Только потом захлопнул дверь.

Из-под перчаток — сноп искр. Под ногами захрустели обуглившиеся ворсинки ковра: Генрих давил их с особым злорадством. Так, так! Он слышал за спиной приглушенные рыдания, но вместо раскаяния вспыхнул еще большим гневом.

В кабинете уже поджидал Андраш.

— Приступим к делу, — с усилием проговорил Генрих, падая в кресло. Адъютант — удивительно повзрослевший, взлохмаченный и румяный, пахнущий морозом и дымом, — отнял руку от козырька и, бодро чеканя шаг, да так, что под каблуками потрескивал паркет, приблизился к столу.

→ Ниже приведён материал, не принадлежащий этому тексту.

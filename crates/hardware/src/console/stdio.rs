//! Stdio console.
//!
//! Reads operator input from stdin and writes to stdout. Output is flushed at
//! every newline and before each read so prompts appear before the operator types.

use std::io::{self, BufWriter, Read, Stdin, Stdout, Write};

use super::Console;

/// Console bound to the process's standard streams.
#[derive(Debug)]
pub struct StdioConsole {
    stdin: Stdin,
    stdout: BufWriter<Stdout>,
    eof: bool,
}

impl StdioConsole {
    /// Creates a console over stdin and stdout.
    pub fn new() -> Self {
        Self {
            stdin: io::stdin(),
            stdout: BufWriter::new(io::stdout()),
            eof: false,
        }
    }

    fn flush(&mut self) {
        if let Err(e) = self.stdout.flush() {
            tracing::warn!(error = %e, "stdout flush failed");
        }
    }
}

impl Default for StdioConsole {
    fn default() -> Self {
        Self::new()
    }
}

impl Console for StdioConsole {
    fn emit(&mut self, byte: u8) {
        if let Err(e) = self.stdout.write_all(&[byte]) {
            tracing::warn!(error = %e, "stdout write failed");
            return;
        }
        if byte == b'\n' {
            self.flush();
        }
    }

    fn consume(&mut self) -> Option<u8> {
        if self.eof {
            return None;
        }
        self.flush();

        let mut buf = [0u8; 1];
        match self.stdin.lock().read(&mut buf) {
            Ok(1) if buf[0] != 0 => Some(buf[0]),
            Ok(_) => {
                self.eof = true;
                None
            }
            Err(e) => {
                tracing::warn!(error = %e, "stdin read failed");
                self.eof = true;
                None
            }
        }
    }
}

impl Drop for StdioConsole {
    fn drop(&mut self) {
        self.flush();
    }
}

— Копии приказов. Чертежи. Протоколы. Сметы, — говоря, выкладывал из саквояжа бумаги. — Галларские фабриканты любезно предоставили мне необходимую документацию. Устроили экскурсию по цехам. Я записал кое-что, — на стол легла пухлая тетрадка, — тут бы привлечь авьенских инженеров, тогда можно наладить собственное производство.

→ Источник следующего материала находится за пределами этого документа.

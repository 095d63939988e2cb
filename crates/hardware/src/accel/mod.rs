//! Accelerator proxy capability.
//!
//! The benchmark engine never touches registers directly. It drives the two
//! accelerators through [`AcceleratorProxy`], which is implemented by:
//! 1. **Simulated SoC:** [`System`](crate::soc::System), a register bus hosting
//!    software models of both units.
//! 2. **Real hardware:** [`MmioAccelerator`], volatile access to the physical registers.
//!
//! Writing an operand register starts the computation and a read that follows
//! observes the finished result. If a unit needs settling or ready polling, the
//! proxy does it inside `write` or `read` so that a timing bracket around the
//! pair still measures the true latency.

/// Volatile register access for real hardware.
pub mod mmio;

pub use mmio::MmioAccelerator;

use serde::Serialize;

/// Logical accelerator registers.
#[derive(Debug, Clone, Copy, PartialEq, Eq, Hash, Serialize)]
pub enum AccelRegister {
    /// Square-root unit: write the radicand, read the root.
    Sqrt,
    /// CRC unit data register: write a data word, read its checksum.
    CrcData,
    /// CRC unit polynomial configuration register.
    CrcPoly,
}

impl AccelRegister {
    /// All registers, in address order.
    pub const ALL: [Self; 3] = [Self::Sqrt, Self::CrcData, Self::CrcPoly];

    /// Returns a short register name.
    pub const fn name(self) -> &'static str {
        match self {
            Self::Sqrt => "FPSQRT",
            Self::CrcData => "CRC_DATA",
            Self::CrcPoly => "CRC_POLY",
        }
    }
}

/// Write-operand / read-result access to the accelerators.
pub trait AcceleratorProxy {
    /// Writes `value` to `reg`.
    fn write(&mut self, reg: AccelRegister, value: u32);

    /// Reads `reg`.
    fn read(&mut self, reg: AccelRegister) -> u32;

    /// Computes the integer square root of `n` on the accelerator.
    fn sqrt(&mut self, n: u32) -> u32 {
        self.write(AccelRegister::Sqrt, n);
        self.read(AccelRegister::Sqrt)
    }

    /// Computes the CRC-32 of `data` with the currently programmed polynomial.
    fn crc32(&mut self, data: u32) -> u32 {
        self.write(AccelRegister::CrcData, data);
        self.read(AccelRegister::CrcData)
    }

    /// Programs the CRC polynomial.
    fn set_crc_polynomial(&mut self, polynomial: u32) {
        self.write(AccelRegister::CrcPoly, polynomial);
    }
}

impl<A: AcceleratorProxy + ?Sized> AcceleratorProxy for &mut A {
    fn write(&mut self, reg: AccelRegister, value: u32) {
        (**self).write(reg, value);
    }

    fn read(&mut self, reg: AccelRegister) -> u32 {
        (**self).read(reg)
    }
}

impl<A: AcceleratorProxy + ?Sized> AcceleratorProxy for Box<A> {
    fn write(&mut self, reg: AccelRegister, value: u32) {
        (**self).write(reg, value);
    }

    fn read(&mut self, reg: AccelRegister) -> u32 {
        (**self).read(reg)
    }
}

— Я ознакомлюсь на досуге, — пообещал Генрих, пряча тетрадь в секретер.

— Но партия безнадежно испорчена?

— Весь заказ, ваше высочество. Галларцы недоумевают: в бумагах стоят ваши подписи.

Генрих трясущейся рукой подвинул бумаги. Его подпись — размашистая, витиеватая, скрепленная гербом, — гордо красовалась на законном месте. Вот только диаметр не тот, и технические характеристики в утвержденных чертежах чуть-чуть разнятся с исходными.